§ TASK DETAILS
Which of the lines below contain the string "WHERE"? Pull each one out of the data.
Top of TASK DATA
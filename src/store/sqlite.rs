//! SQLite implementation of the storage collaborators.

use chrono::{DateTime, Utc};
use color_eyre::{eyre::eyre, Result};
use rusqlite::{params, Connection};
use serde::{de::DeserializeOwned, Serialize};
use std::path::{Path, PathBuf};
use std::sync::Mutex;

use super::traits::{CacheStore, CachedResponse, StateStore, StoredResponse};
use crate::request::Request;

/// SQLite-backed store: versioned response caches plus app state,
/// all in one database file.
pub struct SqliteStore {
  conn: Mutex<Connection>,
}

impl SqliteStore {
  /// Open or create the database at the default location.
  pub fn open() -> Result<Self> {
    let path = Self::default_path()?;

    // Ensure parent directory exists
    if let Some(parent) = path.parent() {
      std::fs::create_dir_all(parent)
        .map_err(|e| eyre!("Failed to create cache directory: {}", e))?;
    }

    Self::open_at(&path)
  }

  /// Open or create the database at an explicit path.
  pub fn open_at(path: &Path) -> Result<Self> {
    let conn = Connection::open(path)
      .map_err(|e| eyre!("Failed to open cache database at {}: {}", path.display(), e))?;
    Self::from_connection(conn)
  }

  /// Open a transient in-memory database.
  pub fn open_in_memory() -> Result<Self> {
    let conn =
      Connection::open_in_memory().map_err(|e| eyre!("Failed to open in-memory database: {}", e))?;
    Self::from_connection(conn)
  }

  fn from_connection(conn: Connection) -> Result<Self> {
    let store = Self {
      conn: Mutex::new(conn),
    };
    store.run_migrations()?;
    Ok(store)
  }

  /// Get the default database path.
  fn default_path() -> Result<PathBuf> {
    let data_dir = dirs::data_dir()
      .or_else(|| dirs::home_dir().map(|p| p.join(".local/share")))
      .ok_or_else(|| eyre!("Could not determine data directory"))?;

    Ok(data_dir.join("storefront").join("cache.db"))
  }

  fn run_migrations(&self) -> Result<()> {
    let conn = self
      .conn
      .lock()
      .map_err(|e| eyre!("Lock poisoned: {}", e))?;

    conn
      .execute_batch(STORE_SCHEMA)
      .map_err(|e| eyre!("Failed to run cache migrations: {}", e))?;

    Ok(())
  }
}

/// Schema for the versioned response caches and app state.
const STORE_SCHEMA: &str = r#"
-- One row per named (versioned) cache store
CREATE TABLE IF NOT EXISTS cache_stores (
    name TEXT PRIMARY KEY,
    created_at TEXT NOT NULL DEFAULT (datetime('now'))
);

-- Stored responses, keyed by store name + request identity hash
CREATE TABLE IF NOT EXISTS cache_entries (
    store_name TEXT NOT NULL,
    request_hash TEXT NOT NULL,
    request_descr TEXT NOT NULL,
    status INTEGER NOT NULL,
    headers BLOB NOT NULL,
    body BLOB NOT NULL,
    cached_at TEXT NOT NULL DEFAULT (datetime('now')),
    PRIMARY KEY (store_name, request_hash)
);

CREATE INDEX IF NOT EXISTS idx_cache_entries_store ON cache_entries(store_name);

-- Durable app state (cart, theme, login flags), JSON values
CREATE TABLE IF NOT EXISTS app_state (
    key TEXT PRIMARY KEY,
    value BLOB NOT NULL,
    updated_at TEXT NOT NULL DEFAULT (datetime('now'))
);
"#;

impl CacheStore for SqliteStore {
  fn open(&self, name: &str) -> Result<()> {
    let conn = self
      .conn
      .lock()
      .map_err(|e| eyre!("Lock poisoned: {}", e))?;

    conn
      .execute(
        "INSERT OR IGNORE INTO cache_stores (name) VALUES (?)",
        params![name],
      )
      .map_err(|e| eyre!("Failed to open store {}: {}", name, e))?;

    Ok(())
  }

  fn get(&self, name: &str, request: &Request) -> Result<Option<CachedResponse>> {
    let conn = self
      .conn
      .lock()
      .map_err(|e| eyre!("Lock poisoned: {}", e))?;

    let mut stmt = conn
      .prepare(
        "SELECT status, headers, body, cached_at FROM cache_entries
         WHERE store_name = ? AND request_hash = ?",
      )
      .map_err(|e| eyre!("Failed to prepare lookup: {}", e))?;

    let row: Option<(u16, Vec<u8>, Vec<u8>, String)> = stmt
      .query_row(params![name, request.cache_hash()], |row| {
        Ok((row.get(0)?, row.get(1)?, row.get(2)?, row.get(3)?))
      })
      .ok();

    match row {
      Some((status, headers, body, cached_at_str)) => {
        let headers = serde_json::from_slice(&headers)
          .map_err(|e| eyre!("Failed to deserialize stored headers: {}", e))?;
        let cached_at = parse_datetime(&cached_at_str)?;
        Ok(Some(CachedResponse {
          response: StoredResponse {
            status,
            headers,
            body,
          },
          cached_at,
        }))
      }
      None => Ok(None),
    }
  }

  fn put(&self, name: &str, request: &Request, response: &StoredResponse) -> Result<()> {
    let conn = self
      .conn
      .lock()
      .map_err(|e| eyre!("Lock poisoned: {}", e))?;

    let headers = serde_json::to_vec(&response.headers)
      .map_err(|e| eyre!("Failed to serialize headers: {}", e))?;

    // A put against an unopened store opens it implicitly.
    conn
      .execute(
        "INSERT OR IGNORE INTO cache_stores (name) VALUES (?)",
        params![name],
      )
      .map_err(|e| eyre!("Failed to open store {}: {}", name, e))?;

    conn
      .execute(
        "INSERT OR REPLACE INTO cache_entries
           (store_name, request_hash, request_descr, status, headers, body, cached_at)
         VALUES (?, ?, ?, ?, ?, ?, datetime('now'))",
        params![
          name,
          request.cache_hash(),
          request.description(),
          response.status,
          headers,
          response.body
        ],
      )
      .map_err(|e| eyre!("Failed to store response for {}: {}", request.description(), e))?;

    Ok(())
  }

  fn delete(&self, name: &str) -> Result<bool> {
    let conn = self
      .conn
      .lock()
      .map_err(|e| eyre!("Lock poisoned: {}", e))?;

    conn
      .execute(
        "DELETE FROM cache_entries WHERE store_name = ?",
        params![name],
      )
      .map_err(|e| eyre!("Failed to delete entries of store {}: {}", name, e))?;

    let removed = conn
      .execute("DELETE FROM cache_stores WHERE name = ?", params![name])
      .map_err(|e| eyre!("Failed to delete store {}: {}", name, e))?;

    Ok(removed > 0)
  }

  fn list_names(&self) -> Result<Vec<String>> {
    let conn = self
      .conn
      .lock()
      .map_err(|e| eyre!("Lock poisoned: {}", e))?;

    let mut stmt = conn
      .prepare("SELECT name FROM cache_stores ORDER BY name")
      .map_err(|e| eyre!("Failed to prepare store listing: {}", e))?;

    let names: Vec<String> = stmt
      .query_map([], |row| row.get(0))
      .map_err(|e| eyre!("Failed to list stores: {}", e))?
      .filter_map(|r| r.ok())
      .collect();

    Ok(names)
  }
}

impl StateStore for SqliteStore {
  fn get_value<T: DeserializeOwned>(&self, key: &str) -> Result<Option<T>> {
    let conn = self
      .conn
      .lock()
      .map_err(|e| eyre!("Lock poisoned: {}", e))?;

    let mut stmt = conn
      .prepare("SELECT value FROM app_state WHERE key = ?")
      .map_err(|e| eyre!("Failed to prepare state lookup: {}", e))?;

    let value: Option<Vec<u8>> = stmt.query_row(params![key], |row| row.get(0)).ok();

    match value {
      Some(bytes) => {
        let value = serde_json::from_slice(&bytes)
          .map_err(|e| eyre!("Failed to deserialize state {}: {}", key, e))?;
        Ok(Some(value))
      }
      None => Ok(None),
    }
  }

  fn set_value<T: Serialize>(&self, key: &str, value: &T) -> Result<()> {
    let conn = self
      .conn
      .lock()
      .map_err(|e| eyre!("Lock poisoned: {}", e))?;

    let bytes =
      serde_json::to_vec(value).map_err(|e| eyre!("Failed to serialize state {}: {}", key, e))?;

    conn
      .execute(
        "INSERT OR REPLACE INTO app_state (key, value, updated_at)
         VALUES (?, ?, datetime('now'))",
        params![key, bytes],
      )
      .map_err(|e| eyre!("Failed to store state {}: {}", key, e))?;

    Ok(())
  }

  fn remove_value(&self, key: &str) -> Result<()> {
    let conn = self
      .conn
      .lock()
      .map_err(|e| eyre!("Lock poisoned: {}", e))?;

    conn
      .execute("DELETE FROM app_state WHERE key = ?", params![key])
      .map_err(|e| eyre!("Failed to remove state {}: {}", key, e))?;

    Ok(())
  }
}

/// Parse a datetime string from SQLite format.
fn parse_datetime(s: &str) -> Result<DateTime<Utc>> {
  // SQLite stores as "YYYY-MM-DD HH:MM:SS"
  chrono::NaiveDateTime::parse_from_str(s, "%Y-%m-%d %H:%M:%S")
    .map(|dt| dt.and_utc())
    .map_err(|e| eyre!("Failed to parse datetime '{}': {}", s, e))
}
Bottom of TASK DATA
§ ANSWER BOX
         WHERE store_name = ? AND request_hash = ?",
        "DELETE FROM cache_entries WHERE store_name = ?",
      .execute("DELETE FROM cache_stores WHERE name = ?", params![name])
      .prepare("SELECT value FROM app_state WHERE key = ?")
      .execute("DELETE FROM app_state WHERE key = ?", params![key])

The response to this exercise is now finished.